Setting: A cozy kitchen in a suburban neighborhood in Toronto. It’s snowing lightly outside. Two friends, Ravi (the rational thinker) and Sameera (the superstitious one), are sipping chai.
Sameera: (placing a greasy, curry-stained plate on Ravi’s counter)
Here you go! Thanks again for the sabzi. It was amazing.
Ravi: (looking at the plate, a little bewildered)

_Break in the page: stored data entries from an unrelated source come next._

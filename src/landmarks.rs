//! Turns a camera frame into a fixed-length landmark feature vector.

use image::RgbImage;
use tracing::{debug, warn};

use crate::types::{LandmarkVector, Landmarks, MESH_POINTS};

/// Face-mesh detector contract: zero or more faces, each with the model's
/// fixed number of points in pixel space.
pub trait LandmarkDetector {
    fn name(&self) -> String;
    fn detect(&mut self, frame: &RgbImage) -> anyhow::Result<Vec<Landmarks>>;
}

impl<T: LandmarkDetector + ?Sized> LandmarkDetector for Box<T> {
    fn name(&self) -> String {
        (**self).name()
    }

    fn detect(&mut self, frame: &RgbImage) -> anyhow::Result<Vec<Landmarks>> {
        (**self).detect(frame)
    }
}

/// Result of one successful extraction.
#[derive(Debug, Clone, PartialEq)]
pub struct Extraction {
    /// Pixel-space points, only used for drawing.
    pub landmarks: Landmarks,
    pub features: LandmarkVector,
}

pub struct LandmarkExtractor<D> {
    detector: D,
    points: usize,
}

impl<D: LandmarkDetector> LandmarkExtractor<D> {
    pub fn new(detector: D) -> Self {
        Self::with_points(detector, MESH_POINTS)
    }

    pub fn with_points(detector: D, points: usize) -> Self {
        Self { detector, points }
    }

    pub fn points(&self) -> usize {
        self.points
    }

    pub fn feature_len(&self) -> usize {
        self.points * 3
    }

    pub fn detector_name(&self) -> String {
        self.detector.name()
    }

    /// Extract the first detected face. Empty frames, detector failures and
    /// meshes with an unexpected point count all count as "no face".
    pub fn extract(&mut self, frame: &RgbImage) -> Option<Extraction> {
        let (width, height) = frame.dimensions();
        if width == 0 || height == 0 {
            return None;
        }

        let faces = match self.detector.detect(frame) {
            Ok(faces) => faces,
            Err(e) => {
                warn!("landmark detection failed: {:#}", e);
                return None;
            }
        };
        let landmarks = faces.into_iter().next()?;
        if landmarks.len() != self.points {
            debug!(
                got = landmarks.len(),
                expected = self.points,
                "ignoring mesh with unexpected point count"
            );
            return None;
        }

        let features = normalize(&landmarks, width as f32, height as f32);
        Some(Extraction {
            landmarks,
            features,
        })
    }
}

/// Flatten pixel-space points into (x / width, y / height, z / width).
pub fn normalize(landmarks: &Landmarks, width: f32, height: f32) -> LandmarkVector {
    let mut values = Vec::with_capacity(landmarks.len() * 3);
    for p in &landmarks.points {
        values.push(p.x / width);
        values.push(p.y / height);
        values.push(p.z / width);
    }
    LandmarkVector::new(values)
}

#[cfg(test)]
mod tests {
    use super::*;
    use crate::types::Point3D;
    use anyhow::anyhow;

    struct Scripted(Vec<anyhow::Result<Vec<Landmarks>>>);

    impl LandmarkDetector for Scripted {
        fn name(&self) -> String {
            "scripted".to_string()
        }

        fn detect(&mut self, _frame: &RgbImage) -> anyhow::Result<Vec<Landmarks>> {
            self.0.remove(0)
        }
    }

    fn mesh(points: usize, offset: f32) -> Landmarks {
        Landmarks::new(
            (0..points)
                .map(|i| Point3D {
                    x: offset + i as f32,
                    y: offset * 2.0,
                    z: -1.0,
                })
                .collect(),
        )
    }

    #[test]
    fn vector_length_is_constant_for_every_detection() {
        let mut extractor = LandmarkExtractor::with_points(
            Scripted(vec![
                Ok(vec![mesh(4, 10.0)]),
                Ok(vec![]),
                Ok(vec![mesh(4, 20.0), mesh(4, 99.0)]),
                Err(anyhow!("runtime hiccup")),
                Ok(vec![mesh(3, 0.0)]),
            ]),
            4,
        );
        let frame = RgbImage::new(100, 50);

        let lens: Vec<Option<usize>> = (0..5)
            .map(|_| extractor.extract(&frame).map(|e| e.features.len()))
            .collect();
        assert_eq!(lens, vec![Some(12), None, Some(12), None, None]);
    }

    #[test]
    fn first_face_wins_and_coordinates_are_normalized() {
        let mut extractor = LandmarkExtractor::with_points(
            Scripted(vec![Ok(vec![mesh(2, 20.0), mesh(2, 70.0)])]),
            2,
        );
        let found = extractor.extract(&RgbImage::new(100, 50)).unwrap();
        assert_eq!(found.features.as_slice(), &[0.2, 0.8, -0.01, 0.21, 0.8, -0.01]);
        assert_eq!(found.landmarks.points[0].x, 20.0);
    }

    #[test]
    fn empty_frame_is_no_detection() {
        let mut extractor = LandmarkExtractor::with_points(Scripted(vec![]), 2);
        assert!(extractor.extract(&RgbImage::new(0, 0)).is_none());
    }
}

Sameera… you didn’t even rinse it?
Sameera: (nodding seriously)
Of course not. You know I don’t wash a neighbour’s plate. It brings bad luck. Why risk it?
Ravi: (chuckling)
You think the universe is out there with a checklist going, “Oh no! Sameera washed the plate! Cancel her good fortune for the month!”
Sameera:
Laugh all you want, Ravi, but ever since I stopped washing plates before returning them, things have turned around. I found my AirPods after three months. My tax return came early. My mom’s knee pain got better.
Ravi:
Okay, but correlation doesn’t mean causation. Maybe the AirPods turned up because you finally cleaned your couch cushions?
Sameera:
I did clean the cushions… after returning three dirty plates last Diwali. Coincidence? I think not.
Ravi:
Listen, I get that traditions can be comforting, but think about it. Returning a dirty plate is… unhygienic. What if someone’s plate had raw chicken on it?
Sameera:
Well obviously, I wouldn’t do that. This is vegetarian curry grime. It’s practically sacred.
Ravi:
You know what else is sacred? Good hygiene and not spreading bacteria.
Sameera:
Oh please. You and your science. Not everything can be proven in a lab. My naani used to say that the food you give someone is a blessing. If they return the plate with that blessing still on it, the good vibes come back to you.
Ravi:
I love your naani stories, but think about this. What if the original reason people didn’t wash plates was simply because there was no running water in the village, or they didn’t want to offend someone’s hospitality by scrubbing away their cooking?
Sameera:
Maybe. But even now, my cousin in Mississauga insists it works. She returned a dirty bowl to her neighbor last month and got a promotion the next day.
Ravi:
Sameera. I returned a sparkling clean tiffin to Raj last week, and I got approved for a mortgage. Do you see me thanking soap for that?
Sameera:
Maybe you got lucky despite the washed tiffin. Imagine how high your credit score could’ve been if you’d left a bit of dal in it.
Ravi:
You’re incorrigible. Okay, tell me this—if the luck is in the leftover food, wouldn’t the ants be the luckiest creatures on Earth?
Sameera: (laughs)
Maybe that’s why they always know where to go!
Ravi:
Honestly, I think we should value kindness and intention over superstition. You appreciated my food. That’s what matters—not whether you return it dirty or sparkling.
Sameera: (smiling)
Fine. But just to be safe, I’m never washing your plate. I like how things are going.
Ravi:
And I’ll keep washing every plate I get. I like how my life is going too. Let’s just call it a truce?
Sameera:
Deal. But if you win the lottery, I’m mailing you back a lasagna dish with extra crust still stuck on.
Ravi:
Make sure it’s baked-on luck, not just baked-on cheese.
(They both laugh, sipping their chai as snowflakes dust the window outside.)